Quick pitch before we jump into the conversation. We are doing a newsletter called Pathways. Please go sign up for that so you can get additional information from us or deeper dives into topics or interesting ideas that we find along the way. That'll be one of the primary ways for you to interact with us and get ideas to us, for us to discuss or look into or whatever you wanna say. Family [00:01:00] recipes, whatever. So that pitch being done, Alex, you had the idea. Start us off.
AI Agents and Current Technology
Alex Pokorny: Sure. Yeah. Just as a common topic, going around with the AI circles right now, I'm talking about agentic AI or AI agents. Mm-hmm. And also open AI just had a release that basically is able to incorporate open AI's chat GPT into other products that go calendar, other things like that, Gmail and.
A few of us have also been playing around with some other kind of connection based kind of tools. Like Zapier is a common one that everyone probably has heard of, but n8n make, make.com is the other one. Those kind of ones, they try to connect together different pieces of software and different platforms, and then usually there's some kind of trigger.
This thing does this. So if someone fills out a form on your website that. It goes into a Google Doc and then or Google sheet, and there's a reply to that from Eloqua. HubSpot has this, Salesforce has this. Eloqua itself actually just has it prebuilt in, it's [00:02:00] not new tech, right? So there's this line between what we have today, which is chatbots.
Basically what we have kind of coming. That's old tech gone new, which is if this, then that or workflows or apps or software or automated triggers, whatever you wanna call it, right? Which is basically just different connection points that are automated. And then there's this next giant leap on the other side of the Grand Canyon that suddenly is agentic AI and a GI.
And I'm, I'm struggling with how do we get from where we are today, what we're talking about and what kind of things are possible with the current tech. And then where on earth, somehow the discussion about agentic AI and what it's able to do, which is this like, you know, amazing home robot sort of thing that apparently is able to do everything very simply, right?

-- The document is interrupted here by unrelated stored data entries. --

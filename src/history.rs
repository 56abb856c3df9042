use std::collections::VecDeque;
use std::fmt;
use std::time::Duration;

use tokio::time::Instant;
use tracing::debug;

use crate::models::{TranslationFields, TranslationId};

pub const DEFAULT_MAX_HISTORY: usize = 10;
pub const DEFAULT_RECENT_WINDOW: Duration = Duration::from_millis(5000);

/// Opaque handle to a logged action.
#[derive(Debug, Clone, Copy, PartialEq, Eq, Hash, PartialOrd, Ord)]
pub struct UndoId(u64);

impl fmt::Display for UndoId {
    fn fmt(&self, f: &mut fmt::Formatter<'_>) -> fmt::Result {
        write!(f, "undo-{}", self.0)
    }
}

impl std::str::FromStr for UndoId {
    type Err = std::num::ParseIntError;

    fn from_str(s: &str) -> Result<Self, Self::Err> {
        let digits = s.strip_prefix("undo-").unwrap_or(s);
        digits.parse().map(UndoId)
    }
}

#[derive(Debug, Clone, Copy, PartialEq, Eq, Hash)]
pub enum ActionKind {
    Approve,
    Reject,
    Edit,
}

impl fmt::Display for ActionKind {
    fn fmt(&self, f: &mut fmt::Formatter<'_>) -> fmt::Result {
        f.write_str(match self {
            Self::Approve => "approve",
            Self::Reject => "reject",
            Self::Edit => "edit",
        })
    }
}

#[derive(Debug, Clone, PartialEq, Eq)]
pub struct UndoAction {
    pub id: UndoId,
    pub kind: ActionKind,
    pub subject_id: TranslationId,
    /// Every mutable field as it was before the forward call was sent.
    pub previous_state: TranslationFields,
    pub created_at: Instant,
    pub description: String,
}

/// Most-recent-first, bounded. Past capacity the oldest entry is dropped.
#[derive(Debug)]
pub struct ActionLog {
    entries: VecDeque<UndoAction>,
    max_size: usize,
    next_id: u64,
}

impl Default for ActionLog {
    fn default() -> Self {
        Self::new(DEFAULT_MAX_HISTORY)
    }
}

impl ActionLog {
    /// # Panics
    /// Panics if `max_size` is 0
    pub fn new(max_size: usize) -> Self {
        assert!(max_size >= 1, "ActionLog max_size must be >= 1");
        Self {
            entries: VecDeque::with_capacity(max_size + 1),
            max_size,
            next_id: 1,
        }
    }

    pub fn max_size(&self) -> usize {
        self.max_size
    }

    pub fn len(&self) -> usize {
        self.entries.len()
    }

    pub fn is_empty(&self) -> bool {
        self.entries.is_empty()
    }

    pub fn can_undo(&self) -> bool {
        !self.entries.is_empty()
    }

    /// Record a completed action at the head; evicts from the tail when full.
    pub fn append(
        &mut self,
        kind: ActionKind,
        subject_id: TranslationId,
        previous_state: TranslationFields,
        description: impl Into<String>,
    ) -> UndoId {
        let id = UndoId(self.next_id);
        self.next_id += 1;

        self.entries.push_front(UndoAction {
            id,
            kind,
            subject_id,
            previous_state,
            created_at: Instant::now(),
            description: description.into(),
        });

        while self.entries.len() > self.max_size {
            if let Some(evicted) = self.entries.pop_back() {
                debug!("Evicted {} ({}) from undo history", evicted.id, evicted.description);
            }
        }

        id
    }

    /// Remove and return the most recently completed action.
    pub fn pop_most_recent(&mut self) -> Option<UndoAction> {
        self.entries.pop_front()
    }

    /// Remove and return the entry with `id`. `None` if it was already
    /// consumed, evicted or cleared.
    pub fn pop_by_id(&mut self, id: UndoId) -> Option<UndoAction> {
        let index = self.entries.iter().position(|entry| entry.id == id)?;
        self.entries.remove(index)
    }

    pub fn last(&self) -> Option<&UndoAction> {
        self.entries.front()
    }

    /// Snapshot, most recent first.
    pub fn entries(&self) -> Vec<UndoAction> {
        self.entries.iter().cloned().collect()
    }

    pub fn is_recently_modified(&self, subject_id: TranslationId, window: Duration) -> bool {
        let now = Instant::now();
        self.entries.iter().any(|entry| {
            entry.subject_id == subject_id && now.duration_since(entry.created_at) < window
        })
    }

    pub fn clear(&mut self) {
        self.entries.clear();
    }
}

#[cfg(test)]
mod tests {
    use super::*;
    use crate::models::TranslationStatus;
    use proptest::prelude::*;

    fn snapshot(text: &str) -> TranslationFields {
        TranslationFields {
            source_text: text.to_string(),
            target_text: text.to_uppercase(),
            source_lang_id: 1,
            target_lang_id: 2,
            status: TranslationStatus::Pending,
            domain: None,
        }
    }

    fn subjects(log: &ActionLog) -> Vec<TranslationId> {
        log.entries().iter().map(|e| e.subject_id).collect()
    }

    // ==================== Append / Eviction Tests ====================

    #[test]
    fn test_append_returns_distinct_ids() {
        let mut log = ActionLog::default();
        let a = log.append(ActionKind::Approve, 1, snapshot("a"), "Approve #1");
        let b = log.append(ActionKind::Approve, 1, snapshot("a"), "Approve #1");

        assert_ne!(a, b);
        assert_eq!(log.len(), 2);
    }

    #[test]
    fn test_eviction_is_fifo() {
        let mut log = ActionLog::new(2);
        let a = log.append(ActionKind::Approve, 1, snapshot("a"), "A");
        log.append(ActionKind::Approve, 2, snapshot("b"), "B");
        log.append(ActionKind::Reject, 3, snapshot("c"), "C");

        assert_eq!(subjects(&log), vec![3, 2]);
        assert!(log.pop_by_id(a).is_none());
    }

    #[test]
    fn test_churn_keeps_ten_most_recent() {
        let mut log = ActionLog::new(10);
        let ids: Vec<UndoId> = (1..=15)
            .map(|n| log.append(ActionKind::Approve, n, snapshot("x"), format!("#{}", n)))
            .collect();

        assert_eq!(log.len(), 10);
        for evicted in &ids[..5] {
            assert!(log.pop_by_id(*evicted).is_none());
        }
        assert_eq!(subjects(&log), (6..=15).rev().collect::<Vec<_>>());
    }

    #[test]
    #[should_panic(expected = "max_size must be >= 1")]
    fn test_zero_capacity_panics() {
        let _ = ActionLog::new(0);
    }

    // ==================== Pop Tests ====================

    #[test]
    fn test_pop_most_recent() {
        let mut log = ActionLog::default();
        assert!(log.pop_most_recent().is_none());

        log.append(ActionKind::Approve, 1, snapshot("a"), "A");
        log.append(ActionKind::Reject, 2, snapshot("b"), "B");

        let popped = log.pop_most_recent().unwrap();
        assert_eq!(popped.subject_id, 2);
        assert_eq!(popped.kind, ActionKind::Reject);
        assert_eq!(log.len(), 1);
    }

    #[test]
    fn test_pop_by_id_out_of_order() {
        let mut log = ActionLog::default();
        let older = log.append(ActionKind::Approve, 1, snapshot("a"), "A");
        log.append(ActionKind::Approve, 2, snapshot("b"), "B");

        let popped = log.pop_by_id(older).unwrap();
        assert_eq!(popped.subject_id, 1);
        assert_eq!(popped.previous_state, snapshot("a"));
        assert_eq!(subjects(&log), vec![2]);
    }

    #[test]
    fn test_pop_by_id_twice_is_safe() {
        let mut log = ActionLog::default();
        let id = log.append(ActionKind::Approve, 1, snapshot("a"), "A");

        assert!(log.pop_by_id(id).is_some());
        assert!(log.pop_by_id(id).is_none());
    }

    #[test]
    fn test_clear() {
        let mut log = ActionLog::default();
        let id = log.append(ActionKind::Edit, 1, snapshot("a"), "A");
        log.clear();

        assert!(log.is_empty());
        assert!(!log.can_undo());
        assert!(log.pop_by_id(id).is_none());
    }

    #[test]
    fn test_ids_not_reused_after_clear() {
        let mut log = ActionLog::default();
        let before = log.append(ActionKind::Edit, 1, snapshot("a"), "A");
        log.clear();
        let after = log.append(ActionKind::Edit, 1, snapshot("a"), "A");

        assert_ne!(before, after);
    }

    #[test]
    fn test_undo_id_display_and_parse() {
        let mut log = ActionLog::default();
        let id = log.append(ActionKind::Approve, 1, snapshot("a"), "A");

        assert_eq!(id.to_string(), "undo-1");
        assert_eq!("undo-1".parse::<UndoId>().unwrap(), id);
        assert_eq!("1".parse::<UndoId>().unwrap(), id);
        assert!("undo-x".parse::<UndoId>().is_err());
    }

    // ==================== Recently Modified Tests ====================

    #[tokio::test(start_paused = true)]
    async fn test_recently_modified_window() {
        let mut log = ActionLog::default();
        log.append(ActionKind::Approve, 42, snapshot("a"), "A");

        assert!(log.is_recently_modified(42, DEFAULT_RECENT_WINDOW));
        assert!(!log.is_recently_modified(7, DEFAULT_RECENT_WINDOW));

        tokio::time::advance(Duration::from_millis(5001)).await;
        assert!(!log.is_recently_modified(42, DEFAULT_RECENT_WINDOW));
        assert!(log.is_recently_modified(42, Duration::from_secs(60)));
    }

    // ==================== Property Tests ====================

    proptest! {
        #[test]
        fn prop_log_never_exceeds_capacity(cap in 1usize..16, appends in 0usize..64) {
            let mut log = ActionLog::new(cap);
            for n in 0..appends {
                log.append(ActionKind::Approve, n as i64, snapshot("p"), "p");
                prop_assert!(log.len() <= cap);
            }
            let expected: Vec<i64> = (0..appends as i64).rev().take(cap).collect();
            prop_assert_eq!(subjects(&log), expected);
        }
    }
}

Who's on the other side of the Grand Canyon? And I, I, I can't rationalize that story. I can't wrap my head [00:03:00] around it that well. So I want to talk to you guys about it. Of the, the few little experiences that I've had recently that have been kind of leading up to this. And then trying to get an understanding of the statements out there right now about AI and what it can currently do are in like two different worlds.
And I, I, I don't know what's in between. I don't know what, what the bridge is in between these two pieces. So I really wanna talk to you guys as well about where have you seen this going? Do you see it continuing all the way through, or do you think there's a gap somewhere and we're gonna get a little time to cold today.

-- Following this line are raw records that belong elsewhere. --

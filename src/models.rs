use serde::{Deserialize, Serialize};
use std::fmt;

pub type TranslationId = i64;
pub type LanguageId = i64;

#[derive(Debug, Clone, PartialEq, Eq, Serialize, Deserialize)]
pub struct Language {
    pub id: LanguageId,
    pub name: String,
    pub iso_code: String,
    #[serde(default)]
    pub region: Option<String>,
    #[serde(default)]
    pub description: Option<String>,
}

/// Review status of a translation pair.
#[derive(Debug, Clone, Copy, PartialEq, Eq, Hash, Serialize, Deserialize)]
#[serde(rename_all = "lowercase")]
pub enum TranslationStatus {
    Pending,
    Approved,
    Rejected,
}

impl TranslationStatus {
    pub fn as_str(self) -> &'static str {
        match self {
            Self::Pending => "pending",
            Self::Approved => "approved",
            Self::Rejected => "rejected",
        }
    }

    pub fn parse(raw: &str) -> Option<Self> {
        match raw.trim().to_lowercase().as_str() {
            "pending" => Some(Self::Pending),
            "approved" => Some(Self::Approved),
            "rejected" => Some(Self::Rejected),
            _ => None,
        }
    }
}

impl fmt::Display for TranslationStatus {
    fn fmt(&self, f: &mut fmt::Formatter<'_>) -> fmt::Result {
        f.write_str(self.as_str())
    }
}

#[derive(Debug, Clone, PartialEq, Eq, Serialize, Deserialize)]
pub struct Translation {
    pub id: TranslationId,
    pub source_text: String,
    pub target_text: String,
    pub source_language: Language,
    pub target_language: Language,
    pub status: TranslationStatus,
    #[serde(default)]
    pub domain: Option<String>,
    #[serde(default)]
    pub created_at: Option<String>,
    #[serde(default)]
    pub updated_at: Option<String>,
}

impl Translation {
    /// Snapshot of every field an update can change.
    pub fn fields(&self) -> TranslationFields {
        TranslationFields {
            source_text: self.source_text.clone(),
            target_text: self.target_text.clone(),
            source_lang_id: self.source_language.id,
            target_lang_id: self.target_language.id,
            status: self.status,
            domain: self.domain.clone(),
        }
    }
}

/// The mutable field set of a translation; also the body of
/// `PUT /translations/{id}`.
#[derive(Debug, Clone, PartialEq, Eq, Serialize, Deserialize)]
pub struct TranslationFields {
    pub source_text: String,
    pub target_text: String,
    pub source_lang_id: LanguageId,
    pub target_lang_id: LanguageId,
    pub status: TranslationStatus,
    #[serde(default)]
    pub domain: Option<String>,
}

/// New content for an edit. Status is not part of it: an edit always sends
/// the translation back to review.
#[derive(Debug, Clone, PartialEq, Eq)]
pub struct EditFields {
    pub source_text: String,
    pub target_text: String,
    pub source_lang_id: LanguageId,
    pub target_lang_id: LanguageId,
    pub domain: Option<String>,
}

impl EditFields {
    /// Start an edit from the current state of a translation.
    pub fn from_translation(translation: &Translation) -> Self {
        Self {
            source_text: translation.source_text.clone(),
            target_text: translation.target_text.clone(),
            source_lang_id: translation.source_language.id,
            target_lang_id: translation.target_language.id,
            domain: translation.domain.clone(),
        }
    }

    pub fn with_texts(mut self, source_text: &str, target_text: &str) -> Self {
        self.source_text = source_text.to_string();
        self.target_text = target_text.to_string();
        self
    }
}

/// Uniform action applied to a whole selection.
#[derive(Debug, Clone, Copy, PartialEq, Eq, Hash, Serialize, Deserialize)]
#[serde(rename_all = "lowercase")]
pub enum BulkAction {
    Approve,
    Reject,
}

impl BulkAction {
    pub fn status(self) -> TranslationStatus {
        match self {
            Self::Approve => TranslationStatus::Approved,
            Self::Reject => TranslationStatus::Rejected,
        }
    }

    pub fn verb(self) -> &'static str {
        match self {
            Self::Approve => "approve",
            Self::Reject => "reject",
        }
    }

    pub fn past_tense(self) -> &'static str {
        match self {
            Self::Approve => "approved",
            Self::Reject => "rejected",
        }
    }
}

impl fmt::Display for BulkAction {
    fn fmt(&self, f: &mut fmt::Formatter<'_>) -> fmt::Result {
        f.write_str(self.verb())
    }
}

#[derive(Debug, Clone, Serialize)]
pub struct BulkUpdateRequest {
    pub translation_ids: Vec<TranslationId>,
    pub action: BulkAction,
    #[serde(skip_serializing_if = "Option::is_none")]
    pub reviewer_id: Option<i64>,
}

/// Server-side partition of a bulk update.
#[derive(Debug, Clone, Default, Deserialize)]
pub struct BulkUpdateResponse {
    #[serde(default)]
    pub success: Vec<TranslationId>,
    #[serde(default)]
    pub failed: Vec<TranslationId>,
}

#[derive(Debug, Clone, Default, Deserialize)]
pub struct TranslationPage {
    pub translations: Vec<Translation>,
    #[serde(default)]
    pub next_cursor: Option<String>,
    #[serde(default)]
    pub prev_cursor: Option<String>,
    #[serde(default)]
    pub total: Option<u64>,
}

#[derive(Debug, Clone, Deserialize)]
pub struct LanguagesResponse {
    pub languages: Vec<Language>,
}

/// Query for one page of the filtered translation list. `page` is 0-based.
#[derive(Debug, Clone, Default, PartialEq, Eq)]
pub struct TranslationQuery {
    pub page: u32,
    pub limit: u32,
    pub source_lang: Option<String>,
    pub target_lang: Option<String>,
    pub status: Option<String>,
    pub start_date: Option<String>,
    pub end_date: Option<String>,
    pub reviewer_id: Option<String>,
    pub search: Option<String>,
}

impl TranslationQuery {
    /// Query-string pairs; empty filters are left out. The backend pages
    /// from 1.
    pub fn to_params(&self) -> Vec<(&'static str, String)> {
        let mut params = vec![
            ("page", (self.page + 1).to_string()),
            ("limit", self.limit.to_string()),
        ];
        let optional = [
            ("source_lang", &self.source_lang),
            ("target_lang", &self.target_lang),
            ("status", &self.status),
            ("created_at_start", &self.start_date),
            ("created_at_end", &self.end_date),
            ("reviewer_id", &self.reviewer_id),
            ("search", &self.search),
        ];
        for (key, value) in optional {
            if let Some(value) = value.as_ref().filter(|v| !v.is_empty()) {
                params.push((key, value.clone()));
            }
        }
        params
    }
}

We'll get through a little bit of that. Mm-hmm. But we're also getting into some like use cases, the realistic real life use cases of AI and where it stands today.
Dave Dougherty: Right.
Defining Agentic AI
Dave Dougherty: I think before we go too far in, we need to agree on some definitions because at least for me as we go through this conversation, because it is so murky.
There are a [00:04:00] lot of people using ag agentic. Yeah. In very liberal ways. And yeah, so for the sake of discussion and debate and. Hyperbole, we will, at least in my mind, what you were talking about, Alex, of the, if this then and all that, that to me is a workflow, an automated workflow that has been around for 15, 20 years through the audit marketing automation platforms through some of the Zapier connections, like even the really old ones where you could, you know.

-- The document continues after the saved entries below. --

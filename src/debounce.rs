use std::time::Duration;

use tokio::time::Instant;

#[derive(Debug)]
pub struct Debouncer<T> {
    delay: Duration,
    pending: Option<(T, Instant)>,
}

impl<T> Debouncer<T> {
    pub fn new(delay: Duration) -> Self {
        Self {
            delay,
            pending: None,
        }
    }

    /// Replace any pending value and restart the quiet period.
    pub fn set(&mut self, value: T) {
        self.pending = Some((value, Instant::now() + self.delay));
    }

    pub fn cancel(&mut self) {
        self.pending = None;
    }

    pub fn is_pending(&self) -> bool {
        self.pending.is_some()
    }

    pub fn deadline(&self) -> Option<Instant> {
        self.pending.as_ref().map(|(_, at)| *at)
    }

    /// Yield the pending value once the quiet period has passed.
    pub fn poll(&mut self, now: Instant) -> Option<T> {
        match self.pending {
            Some((_, at)) if at <= now => self.pending.take().map(|(value, _)| value),
            _ => None,
        }
    }
}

Upload your YouTube video into Facebook automatically so that you wouldn't have to, right. Right. Like that's, that's been a thing for a really long time. It's been very manual to make sure that it works correctly and that it doesn't fail and that, you know with, as the platforms change, you know, the thing [00:05:00] still works.
Has there been some cost savings with that for certain people who are very. Minded like that? Yeah, absolutely. Absolutely. Is that where most people are playing? Is that what most people believe age Agentic AI is? I don't believe so. I think what the perception of age agentic AI is would be that it has that reasoning capability and it takes actions on your behalf.
Like it knows enough of your data and enough of your processes to know that, okay, if. This particular thing in the CRM is triggered, then send this, you know, drip campaign of emails. Send this SMS text that, you know, do this, that and the other and alert the sales guy. Like, okay, great. That is awesome. 'cause now you're talking that's like six or seven different communications.
You don't have to do those emails as a human anymore. You don't have, you know, like, that's all, that's all wonderful. [00:06:00]
Real-Life Use Cases and Challenges
Dave Dougherty: That presupposes a lot of knowledge on the front end that, you know, we've talked about on other episodes. Where are you comfortable giving these systems, these platforms, that much data, right?
And, and yeah. Is that at least clear? Would you guys change those kinds of definitions or is that how you see them before we move on?
Ruthi Corcoran: I think we're good, but I'm just gonna recap a little bit. So, and also I'm gonna add to this, so we've got sort of the generative piece, which is you've got based on sort of natural language we're creating, text, right? Correct. Visuals like there, there's that piece. You have automated workflows, which to your point, Dave, these are sort of sequential steps that are repeated in a specific order over and over and over again. Mm-hmm. Again, oftentimes with if then so they can become more complex. And then [00:07:00] we have this agent piece, which is sort of you have an almost an independent actor that's able to take an information.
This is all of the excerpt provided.